Lechner A., Aeneas, de vader van de Romeinen, 1974

p. 67-68:

Jupiter bekeek glimlachend het mooie gezichtje van zijn dochter die met boos fonkelende ogen voor hem stond.  "Ik heb mijn plannen niet gewijzigd," antwoordde hij. "Wees maar gerust; je zoon komt op een dag heus in Latium.  Ik zal je zelfs nog meer vertellen om je zorgen wat te verdrijven. Aeneas zal wel heel wat oorlogen te voeren krijgen met de stammen, die nu dat land bewonen.  maar hij zal die wilde volkeren onderwerpen, ze in steden doen wonen, en dan zullen ze langzamerhand hun ruwe zeden vergeten en wet en orde aanhangen."

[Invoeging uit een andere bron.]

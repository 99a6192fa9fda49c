use ortho_raster::Raster;

use crate::error::TerrainError;
use crate::transform::{Bounds, GeoTransform};

/// A digital elevation model: a single-band grid with a geotransform and
/// an optional no-data value.
///
/// Immutable after construction; all sampling goes through `&self`, so the
/// grid can be shared freely across worker threads.
#[derive(Clone, Debug)]
pub struct DemGrid {
    raster: Raster<f32, 1>,
    transform: GeoTransform,
    nodata: Option<f32>,
    min_elevation: f64,
    max_elevation: f64,
    mean_elevation: f64,
}

impl DemGrid {
    /// Create a DEM from an elevation raster.
    ///
    /// Elevation statistics over the valid cells are computed once here;
    /// they seed the ray intersector and bound the search.
    ///
    /// # Errors
    ///
    /// Returns an error if every cell is no-data.
    pub fn new(
        raster: Raster<f32, 1>,
        transform: GeoTransform,
        nodata: Option<f32>,
    ) -> Result<Self, TerrainError> {
        let mut min = f64::INFINITY;
        let mut max = f64::NEG_INFINITY;
        let mut sum = 0.0;
        let mut count = 0usize;

        for &v in raster.as_slice() {
            if is_nodata(v, nodata) {
                continue;
            }
            let v = v as f64;
            min = min.min(v);
            max = max.max(v);
            sum += v;
            count += 1;
        }

        if count == 0 {
            return Err(TerrainError::AllNoData);
        }

        log::debug!(
            "DEM {}x{}: elevation range [{min:.1}, {max:.1}], {count} valid cells",
            raster.width(),
            raster.height(),
        );

        Ok(Self {
            raster,
            transform,
            nodata,
            min_elevation: min,
            max_elevation: max,
            mean_elevation: sum / count as f64,
        })
    }

    /// The grid geotransform.
    pub fn transform(&self) -> &GeoTransform {
        &self.transform
    }

    /// The grid width in cells.
    pub fn width(&self) -> usize {
        self.raster.width()
    }

    /// The grid height in cells.
    pub fn height(&self) -> usize {
        self.raster.height()
    }

    /// The world bounds of the full grid.
    pub fn bounds(&self) -> Bounds {
        self.transform
            .grid_bounds(self.raster.width(), self.raster.height())
    }

    /// Minimum valid elevation.
    pub fn min_elevation(&self) -> f64 {
        self.min_elevation
    }

    /// Maximum valid elevation.
    pub fn max_elevation(&self) -> f64 {
        self.max_elevation
    }

    /// Mean valid elevation. Default initial estimate for the ray
    /// intersector.
    pub fn mean_elevation(&self) -> f64 {
        self.mean_elevation
    }

    /// Sample the terrain elevation at a world point.
    ///
    /// Bilinear interpolation over the four surrounding cell centres.
    /// Returns `None` when the point falls outside the cell-centre hull of
    /// the grid or any of the four cells is no-data; the value is never
    /// extrapolated or guessed.
    pub fn elevation_at(&self, x: f64, y: f64) -> Option<f64> {
        let (col, row) = self.transform.world_to_pixel(x, y);

        // move into cell-centre coordinates
        let cf = col - 0.5;
        let rf = row - 0.5;

        if cf < 0.0 || rf < 0.0 {
            return None;
        }

        let c0 = cf as usize;
        let r0 = rf as usize;
        if c0 + 1 >= self.raster.width() || r0 + 1 >= self.raster.height() {
            return None;
        }

        let z00 = self.cell(r0, c0)?;
        let z01 = self.cell(r0, c0 + 1)?;
        let z10 = self.cell(r0 + 1, c0)?;
        let z11 = self.cell(r0 + 1, c0 + 1)?;

        let fu = cf - c0 as f64;
        let fv = rf - r0 as f64;

        let top = z00 * (1.0 - fu) + z01 * fu;
        let bottom = z10 * (1.0 - fu) + z11 * fu;

        Some(top * (1.0 - fv) + bottom * fv)
    }

    /// One cell value, `None` when no-data.
    #[inline]
    fn cell(&self, row: usize, col: usize) -> Option<f64> {
        let v = self.raster.as_slice()[row * self.raster.width() + col];
        if is_nodata(v, self.nodata) {
            None
        } else {
            Some(v as f64)
        }
    }
}

/// No-data comparison where a NaN sentinel matches NaN cells.
#[inline]
fn is_nodata(v: f32, nodata: Option<f32>) -> bool {
    match nodata {
        Some(nd) => v == nd || (v.is_nan() && nd.is_nan()),
        None => false,
    }
}
#![deny(missing_docs)]
#![doc = env!("CARGO_PKG_DESCRIPTION")]

/// band value traits.
mod band;

/// raster error types.
mod error;

/// raster container types.
mod raster;

pub use crate::band::BandValue;
pub use crate::error::RasterError;
pub use crate::raster::{Raster, RasterSize};
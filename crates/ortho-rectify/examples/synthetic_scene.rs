//! Orthorectify a synthetic scene and print a coarse preview.
//!
//! Run with `RUST_LOG=debug cargo run --example synthetic_scene` to see
//! the engine's setup telemetry.

use glam::DVec3;
use ortho_camera::{Camera, CameraIntrinsics, CameraKind, CameraPose};
use ortho_raster::{Raster, RasterSize};
use ortho_rectify::{Orthorectifier, RectifyParams};
use ortho_terrain::{DemGrid, GeoTransform};

fn main() -> Result<(), Box<dyn std::error::Error>> {
    env_logger::init();

    // a gently rolling terrain around 5 m elevation
    let (w, h) = (200usize, 200usize);
    let dem_data = (0..w * h)
        .map(|i| {
            let (col, row) = ((i % w) as f64, (i / w) as f64);
            (5.0 + (col * 0.08).sin() * 2.0 + (row * 0.05).cos() * 2.0) as f32
        })
        .collect();
    let dem = DemGrid::new(
        Raster::new(RasterSize { width: w, height: h }, dem_data)?,
        GeoTransform::new(-100.0, 100.0, 1.0, -1.0)?,
        Some(-9999.0),
    )?;

    // an oblique camera 150 m above the terrain
    let camera = Camera::new(
        CameraIntrinsics::with_centered_principal_point(800.0, 800.0, 401, 401)?,
        CameraKind::Pinhole,
        CameraPose::from_omega_phi_kappa(DVec3::new(10.0, -20.0, 150.0), 0.08, -0.05, 0.4)?,
    );

    // a checkerboard source image
    let src_data = (0..401 * 401)
        .map(|i| {
            let (col, row) = (i % 401, i / 401);
            if (col / 25 + row / 25) % 2 == 0 {
                200.0f32
            } else {
                40.0
            }
        })
        .collect();
    let src = Raster::<f32, 1>::new(
        RasterSize {
            width: 401,
            height: 401,
        },
        src_data,
    )?;

    let mut params = RectifyParams::new(0.5);
    params.nodata = f64::NAN;
    let ortho = Orthorectifier::new(&camera, &dem, params)?;
    let out = ortho.rectify(&src)?;

    println!(
        "output: {}x{} pixels, origin ({:.1}, {:.1})",
        out.raster.cols(),
        out.raster.rows(),
        out.transform.origin_x,
        out.transform.origin_y,
    );

    // coarse ASCII preview, one character per 8x8 block
    for row in (0..out.raster.rows()).step_by(8) {
        let mut line = String::new();
        for col in (0..out.raster.cols()).step_by(8) {
            let v = out.raster.pixel(row, col)?[0];
            line.push(if v.is_nan() {
                ' '
            } else if v > 120.0 {
                '#'
            } else {
                '.'
            });
        }
        println!("{line}");
    }

    Ok(())
}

"Drie jaar lang zal Aeneas heersen over die veroverde gebieden.  Dan volgt Ascanius Julus hem op.  Zijn heerschappij zal dertig jaar duren en zijn macht zal heel groot zijn.  Na hem komen vele andere koningen van zijn huis.  Hun tijd duurt driehonderd jaar.  Daarna brengt Rhea Silvia, koningsdochter en priesteres, de tweelingbroers Romulus en Remus ter wereld en die zullen door een wolvin gezoogd worden.  Romulus wordt geweldig sterk en krijgt de geest van een krijgsman.  Hij bouwt een nieuwe stad, gewijd aan de oorlogsgod Mars, en noemt die met zijn eigen naam: Rome.  Dat wordt de hoofdstad van een reusachtig rijk, waarvan de macht tot aan de grenzen van de zee reikt.  Dan zijn de poorten van de oorlog gesloten; aan de vreselijke waanzin is een einde gemaakt en er heersen orde, recht en vrede."
Aldus sprak Jupiter.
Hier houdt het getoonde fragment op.